The MIL was absolutely flabbergasted when my mother breezily told her the next day that it wasn't that bad and she was overreacting.

Let em crack on I say - your SIL will work it out for herself soon enough.

Maddy70 · 23/05/2023 11:29

Just get your dh to deal with this. Just say there is a reason why non of your siblings speak to them either

Stay out of it

Nearamir · 23/05/2023 11:36

I think you need to sit down with your sil and explain to her exactly why you are nc with your parents. I understand your desire not to wash your dirty linen in public, but this is an occasion where it’s clearly necessary.

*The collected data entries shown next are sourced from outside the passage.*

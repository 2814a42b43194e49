use std::time::SystemTime;

use crate::{
    civil::{self, Era},
    error::Error,
    scale,
};

/// An instant in civil time: a date and clock reading in the proleptic
/// Gregorian calendar, always in UTC.
///
/// A `Timestamp` is immutable and always canonical: the month is in
/// `1..=12`, the day fits its month and year, the hour is in `0..=23`, the
/// minute in `0..=59` and the second satisfies `0.0 <= s < 60.0` (it may
/// carry a fractional part). Years use astronomical numbering, so year `0`
/// is 1 BCE, year `-1` is 2 BCE and so on; the calendar itself has no year
/// zero.
///
/// # Construction
///
/// Every `Timestamp` comes from one of three places: the normalizing
/// constructor [`Timestamp::new`] (fed by [`TimestampParts`]), the ISO 8601
/// parser [`Timestamp::from_iso8601`], or the validating `const`
/// constructor [`Timestamp::constant`]. The normalizing path accepts
/// out-of-range fields and carries the excess through the reference-seconds
/// scale:
///
/// ```
/// use zulu::{Timestamp, TimestampParts};
///
/// // Month 13 rolls over into January of the next year.
/// let ts = Timestamp::new(TimestampParts::new().year(2021).month(13))?;
/// assert_eq!(ts, Timestamp::constant(2022, 1, 1, 0, 0, 0.0));
/// # Ok::<(), zulu::Error>(())
/// ```
///
/// # Comparisons
///
/// `Timestamp` implements `Eq` and `Ord`; a timestamp is less than another
/// when it names an earlier instant. For not-yet-normalized field sets,
/// compare [`TimestampParts`] values instead.
///
/// # Default value
///
/// The default is [`Timestamp::EPOCH`], the value every field defaults to:
/// `0001-01-01T00:00:00Z`.
#[derive(Clone, Copy)]
pub struct Timestamp {
    year: i64,
    month: i8,
    day: i8,
    hour: i8,
    minute: i8,
    second: f64,
}

impl Timestamp {
    /// The reference epoch: `0001-01-01T00:00:00Z`, the instant at
    /// reference seconds `0`.
    ///
    /// This is guaranteed to be equivalent to `Timestamp::default()`.
    pub const EPOCH: Timestamp = Timestamp::constant(1, 1, 1, 0, 0, 0.0);

    /// The Unix epoch: `1970-01-01T00:00:00Z`.
    pub const UNIX_EPOCH: Timestamp =
        Timestamp::constant(1970, 1, 1, 0, 0, 0.0);

    /// Creates a canonical `Timestamp` from the given parts, normalizing
    /// out-of-range fields.
    ///
    /// Omitted fields default to their minimal valid value (year 1,
    /// month 1, day 1, midnight). Fields outside their nominal range are
    /// not an error: the parts are projected onto the reference-seconds
    /// scale and back, so any excess or deficit carries into the
    /// neighboring fields (seconds into minutes, hours into days, months
    /// into years, and borrows in the other direction).
    ///
    /// # Errors
    ///
    /// This fails if and only if the second is NaN or infinite, since such
    /// a value has no position on the reference scale.
    ///
    /// # Example
    ///
    /// ```
    /// use zulu::{Timestamp, TimestampParts};
    ///
    /// // Day 0 of March borrows the last day of February.
    /// let ts = Timestamp::new(
    ///     TimestampParts::new().year(2020).month(3).day(0),
    /// )?;
    /// assert_eq!(ts, Timestamp::constant(2020, 2, 29, 0, 0, 0.0));
    /// # Ok::<(), zulu::Error>(())
    /// ```
    #[inline]
    pub fn new(parts: TimestampParts) -> Result<Timestamp, Error> {
        Timestamp::from_reference_seconds(parts.to_reference_seconds())
    }

    /// Creates a `Timestamp` from already-canonical fields in a `const`
    /// context.
    ///
    /// # Panics
    ///
    /// This panics when the fields do not name a valid instant, i.e. when
    /// [`TimestampParts::is_valid`] would return false for them. Unlike
    /// [`Timestamp::new`], no normalization is performed.
    ///
    /// # Example
    ///
    /// ```
    /// use zulu::Timestamp;
    ///
    /// let ts = Timestamp::constant(2024, 2, 29, 13, 15, 30.5);
    /// assert_eq!(ts.day(), 29);
    /// assert_eq!(ts.second(), 30.5);
    /// ```
    #[inline]
    pub const fn constant(
        year: i64,
        month: i8,
        day: i8,
        hour: i8,
        minute: i8,
        second: f64,
    ) -> Timestamp {
        if month < 1 || month > 12 {
            panic!("invalid month");
        }
        if day < 1 || day > civil::date::days_in_month_of(year, month) {
            panic!("invalid day");
        }
        if hour < 0 || hour > 23 {
            panic!("invalid hour");
        }
        if minute < 0 || minute > 59 {
            panic!("invalid minute");
        }
        if !(second >= 0.0 && second < 60.0) {
            panic!("invalid second");
        }
        // Collapses -0.0, which would otherwise be a second canonical
        // encoding of an exact minute.
        let second = second + 0.0;
        Timestamp { year, month, day, hour, minute, second }
    }

    /// Returns the current time from the system clock.
    ///
    /// Sub-second precision is folded into the fractional second.
    #[inline]
    pub fn now() -> Timestamp {
        Timestamp::from(SystemTime::now())
    }

    /// Converts a reference-seconds value (seconds since
    /// `0001-01-01T00:00:00Z`, negative for earlier instants) to a
    /// canonical `Timestamp`.
    ///
    /// The value is split with floored division, so instants before the
    /// epoch still resolve to a non-negative time of day:
    ///
    /// ```
    /// use zulu::Timestamp;
    ///
    /// let ts = Timestamp::from_reference_seconds(-1.0)?;
    /// assert_eq!(ts, Timestamp::constant(0, 12, 31, 23, 59, 59.0));
    /// # Ok::<(), zulu::Error>(())
    /// ```
    ///
    /// # Errors
    ///
    /// This fails if and only if the value is NaN or infinite. Values so
    /// large that `f64` has long lost second-level precision saturate at
    /// the `i64` day-count horizon.
    #[inline]
    pub fn from_reference_seconds(value: f64) -> Result<Timestamp, Error> {
        let (year, month, day, hour, minute, second) =
            scale::from_reference_seconds(value)?;
        Ok(Timestamp { year, month, day, hour, minute, second })
    }

    /// Returns the number of seconds between the reference epoch
    /// (`0001-01-01T00:00:00Z`) and this timestamp.
    ///
    /// For timestamps with an integer second and a reference value within
    /// `±2^53`, this is exact and [`Timestamp::from_reference_seconds`]
    /// inverts it losslessly. Fractional seconds are subject to `f64`
    /// precision at the magnitude of the result.
    #[inline]
    pub fn to_reference_seconds(&self) -> f64 {
        scale::to_reference_seconds(
            self.year,
            i64::from(self.month),
            i64::from(self.day),
            i64::from(self.hour),
            i64::from(self.minute),
            self.second,
        )
    }

    /// Parses a timestamp from ISO 8601 text.
    ///
    /// Both the extended (`1994-11-05T13:15:30Z`) and basic
    /// (`19941105T131530Z`) forms are accepted, along with a fractional
    /// second (introduced by `.` or `,`) and a UTC offset (`Z` or
    /// `±HH:MM`/`±HHMM`). An offset is subtracted out during
    /// normalization, so the result is always UTC.
    ///
    /// Text that does not match the grammar is an expected, non-exceptional
    /// outcome and yields `None` rather than an error. (When the `logging`
    /// feature is enabled, the reason is logged at trace level.)
    ///
    /// # Example
    ///
    /// ```
    /// use zulu::Timestamp;
    ///
    /// let ts = Timestamp::from_iso8601("1994-11-05T08:15:30-05:00").unwrap();
    /// assert_eq!(ts, Timestamp::constant(1994, 11, 5, 13, 15, 30.0));
    /// assert_eq!(Timestamp::from_iso8601("not-a-date"), None);
    /// ```
    #[inline]
    pub fn from_iso8601(input: &str) -> Option<Timestamp> {
        match crate::fmt::iso8601::parse(input) {
            Ok(ts) => Some(ts),
            Err(err) => {
                trace!("invalid ISO 8601 timestamp {input:?}: {err}");
                // Without the `logging` feature the reason is discarded.
                let _ = err;
                None
            }
        }
    }

    /// Formats this timestamp as extended-form ISO 8601 text, always UTC.
    ///
    /// The year is zero-padded to at least four digits (keeping its sign
    /// for years outside `0..=9999`), and the second is truncated toward
    /// zero to a whole second; fractional seconds are dropped, never
    /// rounded.
    ///
    /// This is also available via the `Display` trait implementation.
    ///
    /// # Example
    ///
    /// ```
    /// use zulu::Timestamp;
    ///
    /// let ts = Timestamp::constant(1994, 11, 5, 13, 15, 30.75);
    /// assert_eq!(ts.to_iso8601(), "1994-11-05T13:15:30Z");
    /// ```
    #[inline]
    pub fn to_iso8601(&self) -> String {
        self.to_string()
    }

    /// Returns the year. Negative and zero years denote BCE years in
    /// astronomical numbering; see [`Timestamp::era_year`].
    #[inline]
    pub fn year(&self) -> i64 {
        self.year
    }

    /// Returns the month, in `1..=12`.
    #[inline]
    pub fn month(&self) -> i8 {
        self.month
    }

    /// Returns the day of the month, in `1..=31`.
    #[inline]
    pub fn day(&self) -> i8 {
        self.day
    }

    /// Returns the hour, in `0..=23`.
    #[inline]
    pub fn hour(&self) -> i8 {
        self.hour
    }

    /// Returns the minute, in `0..=59`.
    #[inline]
    pub fn minute(&self) -> i8 {
        self.minute
    }

    /// Returns the second, satisfying `0.0 <= s < 60.0`. The fractional
    /// part carries any sub-second precision.
    #[inline]
    pub fn second(&self) -> f64 {
        self.second
    }

    /// Returns the year and its era.
    ///
    /// # Example
    ///
    /// ```
    /// use zulu::{civil::Era, Timestamp};
    ///
    /// assert_eq!(
    ///     Timestamp::constant(0, 3, 1, 0, 0, 0.0).era_year(),
    ///     (1, Era::BCE),
    /// );
    /// assert_eq!(
    ///     Timestamp::constant(2024, 3, 1, 0, 0, 0.0).era_year(),
    ///     (2024, Era::CE),
    /// );
    /// ```
    #[inline]
    pub fn era_year(&self) -> (i64, Era) {
        if self.year > 0 {
            (self.year, Era::CE)
        } else {
            (1_i64.saturating_sub(self.year), Era::BCE)
        }
    }
}

/// Returns the earliest of the given timestamps, or `None` when the
/// sequence is empty.
///
/// For reducing exactly two values, `Ord` is implemented, so
/// `a.min(b)` does the same thing.
#[inline]
pub fn earliest<I: IntoIterator<Item = Timestamp>>(
    timestamps: I,
) -> Option<Timestamp> {
    timestamps.into_iter().min()
}

/// Returns the latest of the given timestamps, or `None` when the
/// sequence is empty.
///
/// For reducing exactly two values, `Ord` is implemented, so
/// `a.max(b)` does the same thing.
#[inline]
pub fn latest<I: IntoIterator<Item = Timestamp>>(
    timestamps: I,
) -> Option<Timestamp> {
    timestamps.into_iter().max()
}

impl Eq for Timestamp {}

impl PartialEq for Timestamp {
    #[inline]
    fn eq(&self, other: &Timestamp) -> bool {
        self.cmp(other) == core::cmp::Ordering::Equal
    }
}

impl Ord for Timestamp {
    #[inline]
    fn cmp(&self, other: &Timestamp) -> core::cmp::Ordering {
        // Canonical fields order lexicographically exactly as the
        // reference scale does, without a trip through f64 day math.
        (self.year, self.month, self.day, self.hour, self.minute)
            .cmp(&(other.year, other.month, other.day, other.hour, other.minute))
            .then_with(|| self.second.total_cmp(&other.second))
    }
}
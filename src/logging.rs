// The `logging` feature may be disabled, in which case none of these macros
// expand to anything. Which is fine. Just squash the warnings.
#![allow(unused_macros)]

macro_rules! log {
    ($($tt:tt)*) => {
        #[cfg(feature = "logging")]
        {
            $($tt)*
        }
    }
}

macro_rules! debug {
    ($($tt:tt)*) => { log!(log::debug!($($tt)*)) }
}

macro_rules! trace {
    ($($tt:tt)*) => { log!(log::trace!($($tt)*)) }
}
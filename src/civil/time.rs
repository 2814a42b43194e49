/*!
The time-of-day half of the civil adapters: conversions between an
`{hour, minute, second}` triple and a count of seconds within a day.

Unlike the calendar side, time-of-day is purely linear, so out-of-range
fields need no special carry handling here: they simply produce a
seconds-of-day value outside `0..86400`, and the reference-seconds scale
rolls the excess into the day count.
*/

pub(crate) const SECONDS_PER_MINUTE: i64 = 60;
pub(crate) const SECONDS_PER_HOUR: i64 = 3_600;
pub(crate) const SECONDS_PER_DAY: i64 = 86_400;

/// Converts an `{hour, minute, second}` triple to seconds within a day.
///
/// The fields may be fractional (seconds), negative or arbitrarily large;
/// the result is simply their linear combination. A non-finite second
/// yields a non-finite result.
#[inline]
pub(crate) fn to_seconds_of_day(hour: i64, minute: i64, second: f64) -> f64 {
    (hour as f64) * (SECONDS_PER_HOUR as f64)
        + (minute as f64) * (SECONDS_PER_MINUTE as f64)
        + second
}

/// Converts a seconds-of-day count in `0..86400` back to its
/// `{hour, minute, second}` triple.
///
/// The split is exact: the integral part of the input is divided with
/// integer arithmetic and the fractional part is reattached to the second
/// unchanged, so no precision is lost and the second is always strictly
/// less than 60.
#[inline]
pub(crate) fn from_seconds_of_day(seconds: f64) -> (i8, i8, f64) {
    debug_assert!(
        (0.0..(SECONDS_PER_DAY as f64)).contains(&seconds),
        "seconds-of-day {seconds} out of range",
    );
    let whole = seconds as i64;
    // Exact: `whole <= seconds < whole + 1`, so the subtraction loses
    // nothing (Sterbenz).
    let fraction = seconds - (whole as f64);
    let hour = whole / SECONDS_PER_HOUR;
    let minute = (whole % SECONDS_PER_HOUR) / SECONDS_PER_MINUTE;
    let second = (whole % SECONDS_PER_MINUTE) as f64 + fraction;
    (hour as i8, minute as i8, second)
}

#[cfg(test)]
mod tests {
    use super::*;

    #[test]
    fn splits() {
        assert_eq!(from_seconds_of_day(0.0), (0, 0, 0.0));
        assert_eq!(from_seconds_of_day(1.5), (0, 0, 1.5));
        assert_eq!(from_seconds_of_day(60.0), (0, 1, 0.0));
        assert_eq!(from_seconds_of_day(3_661.25), (1, 1, 1.25));
        assert_eq!(from_seconds_of_day(86_399.0), (23, 59, 59.0));
        assert_eq!(from_seconds_of_day(86_399.5), (23, 59, 59.5));
    }

    #[test]
    fn linear_combination() {
        assert_eq!(to_seconds_of_day(0, 0, 0.0), 0.0);
        assert_eq!(to_seconds_of_day(13, 15, 30.0), 47_730.0);
        // Out-of-range and negative fields combine linearly.
        assert_eq!(to_seconds_of_day(25, 0, 0.0), 90_000.0);
        assert_eq!(to_seconds_of_day(-1, 30, 0.0), -1_800.0);
        assert_eq!(to_seconds_of_day(0, 0, 61.5), 61.5);
    }

    #[test]
    fn all_whole_seconds_roundtrip() {
        for sod in 0..SECONDS_PER_DAY {
            let (hour, minute, second) = from_seconds_of_day(sod as f64);
            assert!((0..=23).contains(&hour));
            assert!((0..=59).contains(&minute));
            assert!((0.0..60.0).contains(&second));
            let got = to_seconds_of_day(
                i64::from(hour),
                i64::from(minute),
                second,
            );
            assert_eq!(got, sod as f64);
        }
    }
}
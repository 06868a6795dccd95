//! Presentation-side consumption of view events.

use tokio::sync::broadcast;
use tokio::sync::broadcast::error::RecvError;

use super::event::{AppViewEvent, ViewEvent, ViewEventWrapper};
use crate::shutdown::ShutdownHandle;

/// Reacts to view events on behalf of a screen.
pub trait ViewEventHandler<E> {
    /// Events shared by all screens (toasts, activity starts, results).
    fn on_app_event(&mut self, event: &AppViewEvent);

    /// Screen-specific events.
    fn on_view_event(&mut self, event: &E);
}

/// Drains an event subscription, consuming each wrapper at most once.
pub struct EventCollector<E> {
    receiver: broadcast::Receiver<ViewEventWrapper<E>>,
}

impl<E: ViewEvent> EventCollector<E> {
    pub fn new(receiver: broadcast::Receiver<ViewEventWrapper<E>>) -> Self {
        Self { receiver }
    }

    /// Wait for the next event and hand it to `handler` if still unconsumed.
    ///
    /// Returns `None` once the event stream is closed. Lagged events are
    /// skipped with a warning.
    pub async fn next<H: ViewEventHandler<E>>(&mut self, handler: &mut H) -> Option<bool> {
        loop {
            match self.receiver.recv().await {
                Ok(wrapper) => {
                    let consumed = wrapper
                        .consume_if_not_handled(|event| {
                            match event.as_app_event() {
                                Some(app_event) => handler.on_app_event(app_event),
                                None => handler.on_view_event(event),
                            }
                            std::future::ready(())
                        })
                        .await;
                    return Some(consumed);
                }
                Err(RecvError::Lagged(skipped)) => {
                    tracing::warn!(skipped, "Event observer lagged, events skipped");
                }
                Err(RecvError::Closed) => return None,
            }
        }
    }

    /// Consume events until the stream closes or `shutdown` is signaled.
    pub async fn run<H: ViewEventHandler<E>>(mut self, handler: &mut H, shutdown: ShutdownHandle) {
        loop {
            tokio::select! {
                _ = shutdown.wait() => break,
                next = self.next(handler) => {
                    if next.is_none() {
                        break;
                    }
                }
            }
        }
    }
}
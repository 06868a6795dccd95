pub mod main_screen;
pub mod mvi;
pub mod terminal;
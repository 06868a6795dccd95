use std::collections::BTreeMap;
use std::time::Duration;

use serde::{Deserialize, Serialize};

use crate::ui::mvi::{EngineSettings, DEFAULT_EVENT_BUFFER, DEFAULT_INTENT_BUFFER};

/// Root configuration container.
#[derive(Debug, Clone, Default, Serialize, Deserialize)]
pub struct Config {
    #[serde(default)]
    pub launcher: LauncherConfig,
    /// Apps served by the built-in static catalog.
    #[serde(default)]
    pub apps: Vec<AppEntry>,
    #[serde(default)]
    pub wallpaper: Option<WallpaperConfig>,
}

/// Tuning for the main screen view-model.
#[derive(Debug, Clone, PartialEq, Serialize, Deserialize)]
pub struct LauncherConfig {
    /// Package name of the launcher itself, used for its settings page.
    #[serde(default = "default_own_package")]
    pub own_package: String,
    /// How many recently launched apps to remember (default: 8).
    #[serde(default = "default_recent_capacity")]
    pub recent_capacity: usize,
    /// Clock refresh period in milliseconds (default: 1000).
    #[serde(default = "default_clock_interval_ms")]
    pub clock_interval_ms: u64,
    /// Pending intents kept before new ones are dropped (default: 64).
    #[serde(default = "default_intent_buffer")]
    pub intent_buffer: usize,
    /// View events buffered per observer (default: 64).
    #[serde(default = "default_event_buffer")]
    pub event_buffer: usize,
}

/// One app entry for the static catalog.
#[derive(Debug, Clone, PartialEq, Serialize, Deserialize)]
pub struct AppEntry {
    pub package: String,
    pub label: String,
    #[serde(default)]
    pub system: bool,
    /// Whether the app has an entry point that can be started.
    #[serde(default = "default_true")]
    pub launchable: bool,
    #[serde(default)]
    pub icon: Option<String>,
    #[serde(default)]
    pub metadata: BTreeMap<String, String>,
}

#[derive(Debug, Clone, PartialEq, Serialize, Deserialize)]
pub struct WallpaperConfig {
    pub source: String,
    pub width: u32,
    pub height: u32,
    /// False simulates a missing read permission.
    #[serde(default = "default_true")]
    pub readable: bool,
}

fn default_own_package() -> String {
    "org.homelauncher".to_string()
}

fn default_recent_capacity() -> usize {
    8
}

fn default_clock_interval_ms() -> u64 {
    1000
}

fn default_intent_buffer() -> usize {
    DEFAULT_INTENT_BUFFER
}

fn default_event_buffer() -> usize {
    DEFAULT_EVENT_BUFFER
}

fn default_true() -> bool {
    true
}

impl Default for LauncherConfig {
    fn default() -> Self {
        Self {
            own_package: default_own_package(),
            recent_capacity: default_recent_capacity(),
            clock_interval_ms: default_clock_interval_ms(),
            intent_buffer: default_intent_buffer(),
            event_buffer: default_event_buffer(),
        }
    }
}

impl LauncherConfig {
    pub fn clock_interval(&self) -> Duration {
        Duration::from_millis(self.clock_interval_ms)
    }

    pub fn engine_settings(&self) -> EngineSettings {
        EngineSettings {
            intent_buffer: self.intent_buffer,
            event_buffer: self.event_buffer,
        }
    }
}
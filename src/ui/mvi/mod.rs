//! Model-View-Intent (MVI) architecture primitives.
//!
//! This module provides the pieces every screen view-model is built from:
//! marker traits, a routing table for intents, a sequential task queue and
//! the engine that ties them to a state stream and an event stream.
//!
//! # Architecture
//!
//! ```text
//! Intent ──→ Router ──→ Handler ──→ State ──→ View
//!    ↑                     │                    │
//!    │                     └──→ ViewEvent ──────┤
//!    └──────────────────────────────────────────┘
//! ```
//!
//! - **State**: Immutable representation of UI state, replaced wholesale
//! - **Intent**: User actions or system events, routed by kind
//! - **Reducer**: Pure function that transforms state based on intents
//! - **ViewEvent**: One-shot side effect, consumed at most once

mod collector;
mod engine;
mod error;
mod event;
mod intent;
mod reducer;
mod router;
mod state;
mod store;
mod task_queue;

pub use collector::{EventCollector, ViewEventHandler};
pub use engine::{EngineSettings, StateEngine, DEFAULT_EVENT_BUFFER, DEFAULT_INTENT_BUFFER};
pub use error::EngineError;
pub use event::{AppViewEvent, ViewEvent, ViewEventWrapper};
pub use intent::Intent;
pub use reducer::Reducer;
pub use router::{Handler, HandlerFuture, IntentRouter};
pub use state::UiState;
pub use store::StateStore;
pub use task_queue::{AsyncTask, AsyncTaskQueue, ExecutionContext, TaskWork};
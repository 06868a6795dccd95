//! State of the main screen.

use chrono::{DateTime, Local};

use crate::platform::{AppInfo, Wallpaper};
use crate::ui::mvi::UiState;

/// Pages reachable from the home screen.
#[derive(Debug, Clone, Copy, PartialEq, Eq, Hash, Default)]
pub enum PageType {
    #[default]
    Home,
    Info,
    More,
    AllApps,
}

/// Everything the screen renders once apps are known.
#[derive(Debug, Clone, PartialEq)]
pub struct NormalState {
    pub current_page: PageType,
    /// Installed user apps, sorted by name.
    pub apps: Vec<AppInfo>,
    /// Recently launched apps, most recent first.
    pub recent_apps: Vec<AppInfo>,
    pub search_query: String,
    /// `apps` narrowed by `search_query`, same order.
    pub filtered_apps: Vec<AppInfo>,
    pub current_time: DateTime<Local>,
    pub wallpaper: Option<Wallpaper>,
}

impl NormalState {
    /// Fresh state on the home page with no search applied.
    pub fn new(apps: Vec<AppInfo>, recent_apps: Vec<AppInfo>, wallpaper: Option<Wallpaper>) -> Self {
        Self {
            current_page: PageType::Home,
            filtered_apps: apps.clone(),
            apps,
            recent_apps,
            search_query: String::new(),
            current_time: Local::now(),
            wallpaper,
        }
    }
}

/// Main screen lifecycle: `Loading` until the first enumeration lands.
#[derive(Debug, Clone, PartialEq, Default)]
pub enum MainUiState {
    #[default]
    Loading,
    Normal(NormalState),
}

impl UiState for MainUiState {}

impl MainUiState {
    pub fn is_loading(&self) -> bool {
        matches!(self, Self::Loading)
    }

    pub fn is_normal(&self) -> bool {
        matches!(self, Self::Normal(_))
    }

    pub fn as_normal(&self) -> Option<&NormalState> {
        match self {
            Self::Normal(state) => Some(state),
            Self::Loading => None,
        }
    }

    pub fn into_normal(self) -> Option<NormalState> {
        match self {
            Self::Normal(state) => Some(state),
            Self::Loading => None,
        }
    }
}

TheChoiceIsYours · 23/05/2023 11:38

That’s beyond awful OP. I would send a message to them both:

’I’m stunned and deeply hurt that despite having no connection to her yourselves, you both felt it was appropriate to invite my abusive mother back into my life after I have taken steps to protect myself from her and my family. If you’re feeling curious about what went on in my past you can ask me directly and anything I felt comfortable sharing about my abuser, I would. I would hope you would respect that any further details aren’t anyone else’s business. Sadly, by inviting her into your lives you are preventing DH and I from maintaining our usual relationship with you. I’m sure we’ll see you at some point but for now we will be stepping back from you until such time that trust is rebuilt.’

Heatwavenotify · 23/05/2023 11:38

I’m sorry but they are not trying to be nice. They have welcomed her knowing that it would cause you pain. It wasn’t blindly going about something. They’ve shown that by not telling you what they were doing till you ended up finding out.

Your MIL started it by inviting her to her to a party you intended to be at. Your family then lost out. She’s now babysitting to facilitate a dinner for her.
Your SIL is just horrendous.

Theres no reason in the world to invite them anywhere and yet they’ve done it knowing it would upset you. They’ve made their choice and simply, they’ve chosen to hurt you. Step away from this horrible dynamic. You stepped away from your mum for your own mental health. Don’t let your DH’s family destroy it anyway. Be strong and remember what this is. Because it wasn’t anyone being kind !

Gymnopedie · 23/05/2023 11:46

How is your DH reacting to this? Presumably he knows and understands why you're NC with your mother. So ideally his response would be to read them the riot act and tell them they have a choice - they see your mother or they see him and you, but they can't have both. And mean it.

If he is being half hearted about it, saying it doesn't matter and not getting why it's such a problem for you, telling you to just ignore it, then you have a DH problem. You need him very very firmly on your side here, and you need him to be vocal about it.

Gymnopedie · 23/05/2023 11:48

^^they see your mother or they see him and you

I didn't mean see you two and your mother at the same time, I meant ever. If they persist in being involved with your mother you'll go NC with them too.

chicosmommy · 23/05/2023 11:50

ItWasntMeantToBeThisWay · 23/05/2023 10:44

I’ve been on the receiving end of similar which ended badly. In my case the estranged narcissist was trying to increase the number of people behind her and succeeded. She now socialises more with my in-laws than we do, and our in-laws think we are cruel for being NC with her as she is showing a very different and very polished version of herself to them.
It is so hard, I completely understand how you feel. There isn’t anything you can do to stop it because if you try the narcissist will use it against you to ‘prove’ you are the problem. You just have to roll with it and hope for the best.

Oh gosh I'm sorry to hear this. You poor thing.
This is the way i see my situation going.